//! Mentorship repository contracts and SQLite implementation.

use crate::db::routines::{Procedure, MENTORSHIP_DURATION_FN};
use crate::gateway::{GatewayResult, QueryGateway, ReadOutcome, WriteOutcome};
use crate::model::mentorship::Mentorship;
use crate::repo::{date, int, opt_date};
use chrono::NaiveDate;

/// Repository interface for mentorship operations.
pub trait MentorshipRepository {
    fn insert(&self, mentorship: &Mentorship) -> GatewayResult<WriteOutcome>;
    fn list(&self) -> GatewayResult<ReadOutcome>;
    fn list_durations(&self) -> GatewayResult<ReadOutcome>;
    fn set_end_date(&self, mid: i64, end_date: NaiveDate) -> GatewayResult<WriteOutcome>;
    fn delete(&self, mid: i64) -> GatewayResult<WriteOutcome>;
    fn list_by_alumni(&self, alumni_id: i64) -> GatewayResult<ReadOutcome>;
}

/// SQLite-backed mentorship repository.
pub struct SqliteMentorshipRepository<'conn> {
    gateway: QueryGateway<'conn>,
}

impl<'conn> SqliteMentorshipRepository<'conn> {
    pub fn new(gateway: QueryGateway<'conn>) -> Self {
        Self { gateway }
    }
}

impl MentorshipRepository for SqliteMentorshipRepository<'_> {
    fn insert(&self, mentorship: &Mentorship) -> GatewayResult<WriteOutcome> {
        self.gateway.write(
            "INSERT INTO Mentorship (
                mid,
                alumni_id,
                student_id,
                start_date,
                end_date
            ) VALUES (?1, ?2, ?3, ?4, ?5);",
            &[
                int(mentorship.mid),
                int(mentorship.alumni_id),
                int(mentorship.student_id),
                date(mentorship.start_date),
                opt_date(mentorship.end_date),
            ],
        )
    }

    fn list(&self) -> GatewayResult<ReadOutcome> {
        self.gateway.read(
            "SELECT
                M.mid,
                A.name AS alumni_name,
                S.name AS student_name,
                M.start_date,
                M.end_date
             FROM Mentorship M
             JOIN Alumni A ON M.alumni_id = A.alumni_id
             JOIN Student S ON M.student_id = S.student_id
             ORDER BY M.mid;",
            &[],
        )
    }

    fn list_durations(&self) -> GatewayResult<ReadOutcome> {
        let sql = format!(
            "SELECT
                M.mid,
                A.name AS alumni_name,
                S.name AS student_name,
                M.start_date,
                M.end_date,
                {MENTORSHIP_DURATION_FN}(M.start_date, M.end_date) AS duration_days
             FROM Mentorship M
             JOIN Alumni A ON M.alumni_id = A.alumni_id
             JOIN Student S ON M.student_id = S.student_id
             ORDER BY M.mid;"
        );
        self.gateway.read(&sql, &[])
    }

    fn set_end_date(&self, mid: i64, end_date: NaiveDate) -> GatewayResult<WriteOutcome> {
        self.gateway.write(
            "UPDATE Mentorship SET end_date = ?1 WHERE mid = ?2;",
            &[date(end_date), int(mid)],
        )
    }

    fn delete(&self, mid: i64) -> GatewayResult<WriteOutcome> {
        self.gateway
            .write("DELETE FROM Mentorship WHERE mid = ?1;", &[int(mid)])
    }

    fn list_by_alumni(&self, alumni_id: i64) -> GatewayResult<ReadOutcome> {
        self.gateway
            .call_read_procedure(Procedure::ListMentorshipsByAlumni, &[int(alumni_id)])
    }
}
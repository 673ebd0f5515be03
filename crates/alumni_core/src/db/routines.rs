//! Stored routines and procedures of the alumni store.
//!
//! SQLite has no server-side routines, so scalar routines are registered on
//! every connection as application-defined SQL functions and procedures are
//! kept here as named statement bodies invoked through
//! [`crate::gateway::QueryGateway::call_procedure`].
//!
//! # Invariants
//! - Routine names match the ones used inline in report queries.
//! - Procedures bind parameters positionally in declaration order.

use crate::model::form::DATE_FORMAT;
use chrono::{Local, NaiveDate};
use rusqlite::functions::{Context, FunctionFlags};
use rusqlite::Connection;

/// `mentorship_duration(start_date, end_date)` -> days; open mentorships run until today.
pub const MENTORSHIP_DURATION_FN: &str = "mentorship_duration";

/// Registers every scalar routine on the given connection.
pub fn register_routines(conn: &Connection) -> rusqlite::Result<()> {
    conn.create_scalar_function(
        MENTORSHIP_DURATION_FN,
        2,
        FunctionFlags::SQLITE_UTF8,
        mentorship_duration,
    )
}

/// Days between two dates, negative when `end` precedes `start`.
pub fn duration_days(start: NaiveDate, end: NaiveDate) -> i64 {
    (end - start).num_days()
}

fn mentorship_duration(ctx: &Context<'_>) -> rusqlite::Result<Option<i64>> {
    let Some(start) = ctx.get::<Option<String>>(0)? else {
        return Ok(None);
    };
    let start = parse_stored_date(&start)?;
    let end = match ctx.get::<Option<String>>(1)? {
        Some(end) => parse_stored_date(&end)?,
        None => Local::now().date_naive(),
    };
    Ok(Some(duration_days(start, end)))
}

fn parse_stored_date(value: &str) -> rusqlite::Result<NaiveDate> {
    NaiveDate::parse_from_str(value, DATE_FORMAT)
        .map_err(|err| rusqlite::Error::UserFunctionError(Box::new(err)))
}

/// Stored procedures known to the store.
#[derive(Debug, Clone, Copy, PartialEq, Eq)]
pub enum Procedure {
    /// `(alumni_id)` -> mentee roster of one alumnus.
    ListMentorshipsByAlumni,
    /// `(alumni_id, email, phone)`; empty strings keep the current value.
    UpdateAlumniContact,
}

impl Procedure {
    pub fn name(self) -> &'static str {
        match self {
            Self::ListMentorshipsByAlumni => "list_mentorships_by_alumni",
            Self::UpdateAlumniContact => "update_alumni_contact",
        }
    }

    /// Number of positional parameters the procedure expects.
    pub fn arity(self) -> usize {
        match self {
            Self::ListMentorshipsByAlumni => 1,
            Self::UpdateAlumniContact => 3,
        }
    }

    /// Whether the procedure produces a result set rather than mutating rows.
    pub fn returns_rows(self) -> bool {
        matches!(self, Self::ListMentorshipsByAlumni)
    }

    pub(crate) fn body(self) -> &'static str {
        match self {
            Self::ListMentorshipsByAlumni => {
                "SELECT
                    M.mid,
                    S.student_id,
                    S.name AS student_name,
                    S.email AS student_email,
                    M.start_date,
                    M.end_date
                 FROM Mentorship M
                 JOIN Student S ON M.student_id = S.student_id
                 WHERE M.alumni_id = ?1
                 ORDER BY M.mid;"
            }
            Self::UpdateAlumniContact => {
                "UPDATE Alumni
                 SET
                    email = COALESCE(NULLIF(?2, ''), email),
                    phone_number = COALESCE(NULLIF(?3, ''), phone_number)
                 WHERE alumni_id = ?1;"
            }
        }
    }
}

-*-

* _THE PROBLEM_
Would you retype all of the lines shown above, exactly as given?

* _COMPLETED EXERCISE_
//! Mentorship repository contracts and SQLite implementation.

use crate::db::routines::{Procedure, MENTORSHIP_DURATION_FN};
use crate::gateway::{GatewayResult, QueryGateway, ReadOutcome, WriteOutcome};
use crate::model::mentorship::Mentorship;
use crate::repo::{date, int, opt_date};
use chrono::NaiveDate;

/// Repository interface for mentorship operations.
pub trait MentorshipRepository {
    fn insert(&self, mentorship: &Mentorship) -> GatewayResult<WriteOutcome>;
    fn list(&self) -> GatewayResult<ReadOutcome>;
    fn list_durations(&self) -> GatewayResult<ReadOutcome>;
    fn set_end_date(&self, mid: i64, end_date: NaiveDate) -> GatewayResult<WriteOutcome>;
    fn delete(&self, mid: i64) -> GatewayResult<WriteOutcome>;
    fn list_by_alumni(&self, alumni_id: i64) -> GatewayResult<ReadOutcome>;
}

/// SQLite-backed mentorship repository.
pub struct SqliteMentorshipRepository<'conn> {
    gateway: QueryGateway<'conn>,
}

impl<'conn> SqliteMentorshipRepository<'conn> {
    pub fn new(gateway: QueryGateway<'conn>) -> Self {
        Self { gateway }
    }
}

impl MentorshipRepository for SqliteMentorshipRepository<'_> {
    fn insert(&self, mentorship: &Mentorship) -> GatewayResult<WriteOutcome> {
        self.gateway.write(
            "INSERT INTO Mentorship (
                mid,
                alumni_id,
                student_id,
                start_date,
                end_date
            ) VALUES (?1, ?2, ?3, ?4, ?5);",
            &[
                int(mentorship.mid),
                int(mentorship.alumni_id),
                int(mentorship.student_id),
                date(mentorship.start_date),
                opt_date(mentorship.end_date),
            ],
        )
    }

    fn list(&self) -> GatewayResult<ReadOutcome> {
        self.gateway.read(
            "SELECT
                M.mid,
                A.name AS alumni_name,
                S.name AS student_name,
                M.start_date,
                M.end_date
             FROM Mentorship M
             JOIN Alumni A ON M.alumni_id = A.alumni_id
             JOIN Student S ON M.student_id = S.student_id
             ORDER BY M.mid;",
            &[],
        )
    }

    fn list_durations(&self) -> GatewayResult<ReadOutcome> {
        let sql = format!(
            "SELECT
                M.mid,
                A.name AS alumni_name,
                S.name AS student_name,
                M.start_date,
                M.end_date,
                {MENTORSHIP_DURATION_FN}(M.start_date, M.end_date) AS duration_days
             FROM Mentorship M
             JOIN Alumni A ON M.alumni_id = A.alumni_id
             JOIN Student S ON M.student_id = S.student_id
             ORDER BY M.mid;"
        );
        self.gateway.read(&sql, &[])
    }

    fn set_end_date(&self, mid: i64, end_date: NaiveDate) -> GatewayResult<WriteOutcome> {
        self.gateway.write(
            "UPDATE Mentorship SET end_date = ?1 WHERE mid = ?2;",
            &[date(end_date), int(mid)],
        )
    }

    fn delete(&self, mid: i64) -> GatewayResult<WriteOutcome> {
        self.gateway
            .write("DELETE FROM Mentorship WHERE mid = ?1;", &[int(mid)])
    }

    fn list_by_alumni(&self, alumni_id: i64) -> GatewayResult<ReadOutcome> {
        self.gateway
            .call_read_procedure(Procedure::ListMentorshipsByAlumni, &[int(alumni_id)])
    }
}
repository 673ebd0f5515be03
filename crates/alumni_core/src/db/routines.rs
//! Stored routines and procedures of the alumni store.
//!
//! SQLite has no server-side routines, so scalar routines are registered on
//! every connection as application-defined SQL functions and procedures are
//! kept here as named statement bodies invoked through
//! [`crate::gateway::QueryGateway::call_procedure`].
//!
//! # Invariants
//! - Routine names match the ones used inline in report queries.
//! - Procedures bind parameters positionally in declaration order.

use crate::model::form::DATE_FORMAT;
use chrono::{Local, NaiveDate};
use rusqlite::functions::{Context, FunctionFlags};
use rusqlite::Connection;

/// `mentorship_duration(start_date, end_date)` -> days; open mentorships run until today.
pub const MENTORSHIP_DURATION_FN: &str = "mentorship_duration";

/// Registers every scalar routine on the given connection.
pub fn register_routines(conn: &Connection) -> rusqlite::Result<()> {
    conn.create_scalar_function(
        MENTORSHIP_DURATION_FN,
        2,
        FunctionFlags::SQLITE_UTF8,
        mentorship_duration,
    )
}

/// Days between two dates, negative when `end` precedes `start`.
pub fn duration_days(start: NaiveDate, end: NaiveDate) -> i64 {
    (end - start).num_days()
}

fn mentorship_duration(ctx: &Context<'_>) -> rusqlite::Result<Option<i64>> {
    let Some(start) = ctx.get::<Option<String>>(0)? else {
        return Ok(None);
    };
    let start = parse_stored_date(&start)?;
    let end = match ctx.get::<Option<String>>(1)? {
        Some(end) => parse_stored_date(&end)?,
        None => Local::now().date_naive(),
    };
    Ok(Some(duration_days(start, end)))
}

fn parse_stored_date(value: &str) -> rusqlite::Result<NaiveDate> {
    NaiveDate::parse_from_str(value, DATE_FORMAT)
        .map_err(|err| rusqlite::Error::UserFunctionError(Box::new(err)))
}

/// Stored procedures known to the store.
#[derive(Debug, Clone, Copy, PartialEq, Eq)]
pub enum Procedure {
    /// `(alumni_id)` -> mentee roster of one alumnus.
    ListMentorshipsByAlumni,
    /// `(alumni_id, email, phone)`; empty strings keep the current value.
    UpdateAlumniContact,
}

impl Procedure {
    pub fn name(self) -> &'static str {
        match self {
            Self::ListMentorshipsByAlumni => "list_mentorships_by_alumni",
            Self::UpdateAlumniContact => "update_alumni_contact",
        }
    }

    /// Number of positional parameters the procedure expects.
    pub fn arity(self) -> usize {
        match self {
            Self::ListMentorshipsByAlumni => 1,
            Self::UpdateAlumniContact => 3,
        }
    }

    /// Whether the procedure produces a result set rather than mutating rows.
    pub fn returns_rows(self) -> bool {
        matches!(self, Self::ListMentorshipsByAlumni)
    }

    pub(crate) fn body(self) -> &'static str {
        match self {
            Self::ListMentorshipsByAlumni => {
                "SELECT
                    M.mid,
                    S.student_id,
                    S.name AS student_name,
                    S.email AS student_email,
                    M.start_date,
                    M.end_date
                 FROM Mentorship M
                 JOIN Student S ON M.student_id = S.student_id
                 WHERE M.alumni_id = ?1
                 ORDER BY M.mid;"
            }
            Self::UpdateAlumniContact => {
                "UPDATE Alumni
                 SET
                    email = COALESCE(NULLIF(?2, ''), email),
                    phone_number = COALESCE(NULLIF(?3, ''), phone_number)
                 WHERE alumni_id = ?1;"
            }
        }
    }
}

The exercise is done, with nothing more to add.